Dataset entries

..........

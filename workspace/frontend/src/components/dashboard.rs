use chrono::Local;
use common::projection::symbol_errors;
use common::{forecast_csv, AnalysisForm, AnalysisResponse, FORECAST_CSV_FILENAME};
use yew::prelude::*;

use crate::common::error::ErrorBanner;
use crate::common::loading::Loading;
use crate::common::toast::ToastContext;
use crate::components::charts::{BollingerChart, ForecastChart, NormalizedChart};
use crate::components::info_tooltip::InfoTooltip;
use crate::components::stock_form::StockForm;
use crate::components::tables::{ActionTable, EvalTable, StatsTable};
use crate::download::download_text;
use crate::hooks::use_analysis_session;

fn section(title: &'static str, tooltip: &'static str, description: &'static str, body: Html) -> Html {
    html! {
        <section class="card bg-base-100 shadow-xl">
            <div class="card-body">
                <h2 class="card-title text-2xl">
                    {title}
                    <InfoTooltip text={tooltip} />
                </h2>
                <p class="text-sm text-gray-500 mb-4">{description}</p>
                {body}
            </div>
        </section>
    }
}

fn result_sections(response: &AnalysisResponse) -> Html {
    html! {
        <>
            {section(
                "7-Day Forecast",
                "Predicted closing prices for each symbol over the next seven days.",
                "The chart displays daily predicted prices. Use it to spot upcoming uptrends or downtrends.",
                html! { <ForecastChart response={response.clone()} /> },
            )}
            {section(
                "Normalized vs SPY",
                "Compares each stock's performance to the S&P 500 index over the selected period.",
                "Values are scaled so you can see which stocks are stronger or weaker than the overall market.",
                html! { <NormalizedChart response={response.clone()} /> },
            )}
            {section(
                "Summary Statistics",
                "Mean, median and standard deviation of the normalized series during your chosen window.",
                "Review these to understand how the stock behaved historically before trusting the forecast.",
                html! { <StatsTable response={response.clone()} /> },
            )}
            {section(
                "Model Evaluation Scores",
                "How well the model fit past data.",
                "Check these scores to gauge confidence in the forecast.",
                html! { <EvalTable response={response.clone()} /> },
            )}
            {section(
                "Action Recommendations",
                "Automated buy/hold/sell suggestions based on the forecast.",
                "Use these at a glance to guide your next move.",
                html! { <ActionTable response={response.clone()} /> },
            )}
            {section(
                "Bollinger Bands",
                "Shows the typical price range (upper/lower bands) of the market index plus its closing price.",
                "Prices near the upper band may be overbought, near the lower band oversold.",
                html! { <BollingerChart response={response.clone()} /> },
            )}
        </>
    }
}

/// The single dashboard page: form, error banner and result sections.
#[function_component(Dashboard)]
pub fn dashboard() -> Html {
    let session = use_analysis_session();
    let form = use_state(AnalysisForm::new);
    let toast_ctx = use_context::<ToastContext>();
    let today = Local::now().date_naive();
    let snapshot = session.snapshot();

    let on_form_change = {
        let form = form.clone();
        Callback::from(move |updated: AnalysisForm| form.set(updated))
    };

    let on_submit = {
        let form = form.clone();
        let session = session.clone();
        let toast_ctx = toast_ctx.clone();
        Callback::from(move |_: ()| {
            let today = Local::now().date_naive();
            let request = match form.request(today) {
                Ok(request) => request,
                Err(e) => {
                    log::debug!("Submission blocked: {}", e);
                    return;
                }
            };

            let toast_ctx = toast_ctx.clone();
            let on_success = Callback::from(move |response: AnalysisResponse| {
                let Some(toast_ctx) = &toast_ctx else {
                    return;
                };
                for (symbol, message) in symbol_errors(&response) {
                    toast_ctx.show_warning(format!("{}: {}", symbol, message));
                }
            });
            session.submit(request, on_success);
        })
    };

    let on_download = {
        let session = session.clone();
        let toast_ctx = toast_ctx.clone();
        Callback::from(move |_: MouseEvent| {
            let snapshot = session.snapshot();
            let Some(response) = snapshot.response() else {
                return;
            };
            let outcome = match forecast_csv(response) {
                Ok(Some(csv)) => download_text(FORECAST_CSV_FILENAME, &csv, "text/csv")
                    .map_err(|e| format!("Download failed: {:?}", e)),
                Ok(None) => {
                    log::debug!("Nothing to export");
                    return;
                }
                Err(e) => Err(e.to_string()),
            };
            match (outcome, &toast_ctx) {
                (Ok(()), Some(ctx)) => ctx.show_success(format!("Saved {}", FORECAST_CSV_FILENAME)),
                (Err(message), Some(ctx)) => ctx.show_error(message),
                (Err(message), None) => log::error!("{}", message),
                (Ok(()), None) => {}
            }
        })
    };

    html! {
        <main class="flex-1 w-full mx-auto py-12 px-8 lg:px-16 space-y-10">
            <section class="card bg-base-100 shadow-xl">
                <div class="card-body">
                    <h2 class="card-title text-3xl">
                        {"Pick up to 4 Symbols & Date Range"}
                        <InfoTooltip text="Pick up to 4 tickers (e.g. AAPL). Start and end dates spanning at least 60 days give the model enough history to learn price patterns." />
                    </h2>
                    <p class="text-sm text-gray-500 mb-4">
                        {"For accurate forecasts, select a period of 60 days or more."}
                    </p>
                    if let Some(error) = snapshot.error() {
                        <ErrorBanner message={error.to_string()} />
                    }
                    <StockForm
                        form={(*form).clone()}
                        busy={snapshot.is_busy()}
                        {today}
                        on_change={on_form_change}
                        {on_submit}
                    />
                </div>
            </section>

            if snapshot.is_busy() {
                <Loading text={Some("Running analysis…".to_string())} />
            }

            if let Some(response) = snapshot.response() {
                <>
                    {result_sections(response)}
                    <div class="flex justify-end gap-4">
                        <button
                            class="btn btn-primary"
                            onclick={on_download}
                            disabled={!response.has_forecasts()}
                        >
                            <i class="fas fa-download"></i>
                            {" Download CSV"}
                        </button>
                    </div>
                </>
            }
        </main>
    }
}
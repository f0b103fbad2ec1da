// src/error.rs
//! Error taxonomy.
//!
//! Each stage has its own error type; `Error` folds them together for callers
//! that only need to report.
use thiserror::Error;

/// Network or transport failure.
#[derive(Debug, Error)]
pub enum FetchError {
    #[error("request to {url} failed: {source}")]
    Transport {
        url: String,
        #[source]
        source: reqwest::Error,
    },

    #[error("HTTP {status} from {url}")]
    Status { url: String, status: u16 },

    #[error("could not read response body from {url}: {source}")]
    Body {
        url: String,
        #[source]
        source: reqwest::Error,
    },

    #[error("no page stored for {0}")]
    NotFound(String),
}

/// An element the page is expected to carry was not there.
#[derive(Debug, Error)]
#[error("{what} not found on {page}")]
pub struct ParseError {
    pub page: String,
    pub what: &'static str,
}

impl ParseError {
    pub fn new(page: impl Into<String>, what: &'static str) -> Self {
        Self { page: page.into(), what }
    }
}

/// The places API answered with something we cannot use.
#[derive(Debug, Error)]
pub enum ApiError {
    #[error("undecodable places response: {0}")]
    Decode(#[from] serde_json::Error),

    #[error("places response has no searchResults")]
    MissingResults,

    #[error("places API status {code}: {messages}")]
    Status { code: i64, messages: String },
}

/// The user typed something the current prompt does not accept.
#[derive(Debug, Error, PartialEq, Eq)]
pub enum InputError {
    #[error("Enter proper state name")]
    UnknownState(String),

    #[error("Invalid Input")]
    InvalidSelection { input: String, len: usize },

    #[error("Input is not valid UTF-8 text")]
    NotText,
}

#[derive(Debug, Error)]
pub enum ConfigError {
    #[error("{0} is not set (add it to the environment or a .env file)")]
    MissingApiKey(&'static str),

    #[error("{key} is not a valid URL: {source}")]
    InvalidUrl {
        key: &'static str,
        #[source]
        source: url::ParseError,
    },
}

#[derive(Debug, Error)]
pub enum Error {
    #[error(transparent)]
    Fetch(#[from] FetchError),

    #[error(transparent)]
    Parse(#[from] ParseError),

    #[error(transparent)]
    Api(#[from] ApiError),

    #[error(transparent)]
    Input(#[from] InputError),

    #[error(transparent)]
    Config(#[from] ConfigError),

    #[error("terminal I/O failed: {0}")]
    Io(#[from] std::io::Error),
}

pub type Result<T> = std::result::Result<T, Error>;
// src/specs/site.rs
//! Site detail page → `Site`.
//!
//! Fields come from the hero banner and the schema.org `PostalAddress` markup:
//!
//! | field       | selector                               |
//! |-------------|----------------------------------------|
//! | name        | `div.Hero-titleContainer a`            |
//! | category    | `span.Hero-designation` (may be empty) |
//! | locality    | `span[itemprop="addressLocality"]`     |
//! | region      | `span[itemprop="addressRegion"]`       |
//! | postal code | `span[itemprop="postalCode"]`          |
//! | phone       | `span[itemprop="telephone"]`           |
//!
//! Any missing element fails the whole page.
use scraper::Html;

use crate::core::html::{find_in_doc, text_of};
use crate::core::net::Fetch;
use crate::data::{Site, SiteLocator};
use crate::error::{ParseError, Result};

pub fn fetch_site(fetch: &dyn Fetch, locator: &SiteLocator) -> Result<Site> {
    let doc = fetch.get(locator.as_str(), &[])?;
    let site = parse_site(&doc, locator.as_str())?;
    logd!("parsed {} ({})", site.name, locator);
    Ok(site)
}

pub fn parse_site(doc: &str, page: &str) -> std::result::Result<Site, ParseError> {
    let html = Html::parse_document(doc);
    let field = |css: &'static str, what: &'static str| {
        find_in_doc(&html, css)
            .map(text_of)
            .ok_or_else(|| ParseError::new(page, what))
    };

    let name = field("div.Hero-titleContainer a", "site name")?;
    let category = field("span.Hero-designation", "designation")?;
    let locality = field(r#"span[itemprop="addressLocality"]"#, "address locality")?;
    let region = field(r#"span[itemprop="addressRegion"]"#, "address region")?;
    let postal_code = field(r#"span[itemprop="postalCode"]"#, "postal code")?;
    let phone = field(r#"span[itemprop="telephone"]"#, "telephone")?;

    Ok(Site {
        category,
        name,
        address: join!(&locality, ", ", &region),
        postal_code,
        phone,
    })
}
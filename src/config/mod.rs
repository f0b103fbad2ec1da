// src/config/mod.rs

pub mod consts;
pub mod options;

pub use options::{AppOptions, PlacesOptions, SiteOptions};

..........

#### Task to complete:
Please copy out each line of the data in which the word "Self" occurs.

#### Finished exercise:
    pub fn new(page: impl Into<String>, what: &'static str) -> Self {
        Self { page: page.into(), what }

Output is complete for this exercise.